*** Block opens ***

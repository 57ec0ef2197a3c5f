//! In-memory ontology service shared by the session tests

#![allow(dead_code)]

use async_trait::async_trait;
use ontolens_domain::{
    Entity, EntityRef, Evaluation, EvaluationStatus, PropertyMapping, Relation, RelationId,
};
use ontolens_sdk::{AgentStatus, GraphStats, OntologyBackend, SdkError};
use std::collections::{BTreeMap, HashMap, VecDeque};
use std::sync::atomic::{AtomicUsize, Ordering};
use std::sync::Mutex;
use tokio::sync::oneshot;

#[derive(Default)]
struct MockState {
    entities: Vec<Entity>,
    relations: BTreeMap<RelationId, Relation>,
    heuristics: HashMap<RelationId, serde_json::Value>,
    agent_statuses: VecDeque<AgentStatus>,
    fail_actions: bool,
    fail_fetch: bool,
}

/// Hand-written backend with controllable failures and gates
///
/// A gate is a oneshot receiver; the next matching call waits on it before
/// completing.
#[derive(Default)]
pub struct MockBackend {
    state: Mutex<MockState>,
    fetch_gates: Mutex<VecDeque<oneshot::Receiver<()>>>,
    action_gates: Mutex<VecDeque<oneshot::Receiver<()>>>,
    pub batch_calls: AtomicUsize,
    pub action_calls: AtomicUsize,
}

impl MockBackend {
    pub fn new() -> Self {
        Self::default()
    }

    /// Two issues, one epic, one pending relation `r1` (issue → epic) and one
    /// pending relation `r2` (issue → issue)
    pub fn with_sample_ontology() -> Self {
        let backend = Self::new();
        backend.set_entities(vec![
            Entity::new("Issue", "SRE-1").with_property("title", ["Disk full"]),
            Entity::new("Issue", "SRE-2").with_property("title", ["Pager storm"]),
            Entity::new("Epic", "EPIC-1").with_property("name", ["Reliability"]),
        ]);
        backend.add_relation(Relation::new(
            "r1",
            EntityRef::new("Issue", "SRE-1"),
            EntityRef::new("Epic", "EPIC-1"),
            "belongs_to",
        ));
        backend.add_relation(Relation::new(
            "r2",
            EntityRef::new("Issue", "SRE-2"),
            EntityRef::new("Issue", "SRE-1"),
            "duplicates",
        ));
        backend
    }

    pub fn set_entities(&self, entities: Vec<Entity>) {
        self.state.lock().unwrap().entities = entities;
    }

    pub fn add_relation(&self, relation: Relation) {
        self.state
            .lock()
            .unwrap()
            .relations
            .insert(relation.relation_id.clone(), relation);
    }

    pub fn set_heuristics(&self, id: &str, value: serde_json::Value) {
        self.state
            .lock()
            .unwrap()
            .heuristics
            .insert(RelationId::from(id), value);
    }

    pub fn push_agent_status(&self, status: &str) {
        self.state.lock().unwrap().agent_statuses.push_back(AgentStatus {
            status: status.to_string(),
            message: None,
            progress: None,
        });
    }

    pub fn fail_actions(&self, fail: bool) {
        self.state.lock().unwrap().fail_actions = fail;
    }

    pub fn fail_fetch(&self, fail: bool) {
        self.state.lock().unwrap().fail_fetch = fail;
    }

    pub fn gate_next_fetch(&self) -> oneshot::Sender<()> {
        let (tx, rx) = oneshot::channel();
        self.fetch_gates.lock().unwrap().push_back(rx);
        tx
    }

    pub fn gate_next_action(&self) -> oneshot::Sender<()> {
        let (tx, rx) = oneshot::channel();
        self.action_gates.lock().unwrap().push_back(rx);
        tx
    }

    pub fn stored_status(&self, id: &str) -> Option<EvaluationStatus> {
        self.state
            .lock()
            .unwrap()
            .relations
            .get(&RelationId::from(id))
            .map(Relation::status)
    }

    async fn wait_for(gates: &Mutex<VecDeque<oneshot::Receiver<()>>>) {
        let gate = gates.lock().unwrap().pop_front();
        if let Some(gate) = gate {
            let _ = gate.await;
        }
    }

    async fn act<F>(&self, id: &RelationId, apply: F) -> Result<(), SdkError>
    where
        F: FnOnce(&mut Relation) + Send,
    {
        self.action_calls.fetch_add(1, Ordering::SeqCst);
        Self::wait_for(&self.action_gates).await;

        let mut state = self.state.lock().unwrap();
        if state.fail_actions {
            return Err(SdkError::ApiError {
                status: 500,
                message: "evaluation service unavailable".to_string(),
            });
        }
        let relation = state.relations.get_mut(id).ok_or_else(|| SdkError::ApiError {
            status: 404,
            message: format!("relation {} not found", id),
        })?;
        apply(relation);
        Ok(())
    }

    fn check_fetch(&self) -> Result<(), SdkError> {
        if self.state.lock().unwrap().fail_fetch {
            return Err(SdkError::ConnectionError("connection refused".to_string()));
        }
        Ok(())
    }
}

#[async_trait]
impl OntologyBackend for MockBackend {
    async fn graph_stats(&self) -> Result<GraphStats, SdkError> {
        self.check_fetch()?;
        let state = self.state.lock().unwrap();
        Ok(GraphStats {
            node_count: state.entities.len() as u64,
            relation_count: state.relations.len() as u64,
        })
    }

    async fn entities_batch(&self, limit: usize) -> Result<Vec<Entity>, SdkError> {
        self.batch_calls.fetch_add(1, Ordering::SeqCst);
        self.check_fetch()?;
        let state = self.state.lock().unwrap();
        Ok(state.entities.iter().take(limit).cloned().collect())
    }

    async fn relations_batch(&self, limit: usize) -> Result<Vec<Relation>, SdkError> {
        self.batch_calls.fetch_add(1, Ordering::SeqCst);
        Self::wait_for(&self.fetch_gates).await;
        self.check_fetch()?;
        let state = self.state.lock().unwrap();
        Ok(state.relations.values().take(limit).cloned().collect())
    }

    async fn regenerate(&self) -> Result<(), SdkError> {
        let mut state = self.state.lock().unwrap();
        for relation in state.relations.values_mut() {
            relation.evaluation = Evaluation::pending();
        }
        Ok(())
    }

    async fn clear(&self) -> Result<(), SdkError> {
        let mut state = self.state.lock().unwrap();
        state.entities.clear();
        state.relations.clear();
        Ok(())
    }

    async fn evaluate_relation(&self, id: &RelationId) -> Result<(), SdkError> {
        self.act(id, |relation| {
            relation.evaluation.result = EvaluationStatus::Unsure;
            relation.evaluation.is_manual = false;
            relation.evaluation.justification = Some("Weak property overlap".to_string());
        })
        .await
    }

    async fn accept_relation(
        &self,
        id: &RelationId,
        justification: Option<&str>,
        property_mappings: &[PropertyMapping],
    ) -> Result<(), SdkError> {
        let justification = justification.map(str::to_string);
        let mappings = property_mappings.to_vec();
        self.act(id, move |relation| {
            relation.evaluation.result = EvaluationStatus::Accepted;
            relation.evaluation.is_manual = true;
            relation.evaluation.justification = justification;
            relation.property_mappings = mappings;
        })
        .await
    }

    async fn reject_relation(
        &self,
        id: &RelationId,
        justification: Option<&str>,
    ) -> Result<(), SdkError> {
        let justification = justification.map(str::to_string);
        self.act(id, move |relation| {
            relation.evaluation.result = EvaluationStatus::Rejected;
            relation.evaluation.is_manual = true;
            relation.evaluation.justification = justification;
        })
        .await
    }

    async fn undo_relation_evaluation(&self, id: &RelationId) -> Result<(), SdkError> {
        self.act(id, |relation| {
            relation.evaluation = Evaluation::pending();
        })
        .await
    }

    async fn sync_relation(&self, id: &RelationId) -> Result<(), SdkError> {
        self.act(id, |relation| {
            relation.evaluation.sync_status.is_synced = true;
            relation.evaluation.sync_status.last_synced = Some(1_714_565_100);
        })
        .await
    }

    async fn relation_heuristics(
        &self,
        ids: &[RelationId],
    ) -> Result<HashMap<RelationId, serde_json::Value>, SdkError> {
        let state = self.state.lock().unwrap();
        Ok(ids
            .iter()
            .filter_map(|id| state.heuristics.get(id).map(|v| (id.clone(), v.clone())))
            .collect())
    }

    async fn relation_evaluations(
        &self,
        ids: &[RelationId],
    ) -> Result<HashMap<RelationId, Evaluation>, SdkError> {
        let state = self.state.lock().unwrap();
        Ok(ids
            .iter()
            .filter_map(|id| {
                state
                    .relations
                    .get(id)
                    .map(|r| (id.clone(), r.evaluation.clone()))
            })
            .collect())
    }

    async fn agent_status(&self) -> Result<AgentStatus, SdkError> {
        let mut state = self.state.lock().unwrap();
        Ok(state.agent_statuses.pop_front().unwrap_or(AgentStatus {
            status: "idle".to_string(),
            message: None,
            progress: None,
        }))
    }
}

*** Block closes ***

In the listing above, find each line with the word "AtomicUsize" and return it.

### FINAL ANSWER
use std::sync::atomic::{AtomicUsize, Ordering};
    pub batch_calls: AtomicUsize,
    pub action_calls: AtomicUsize,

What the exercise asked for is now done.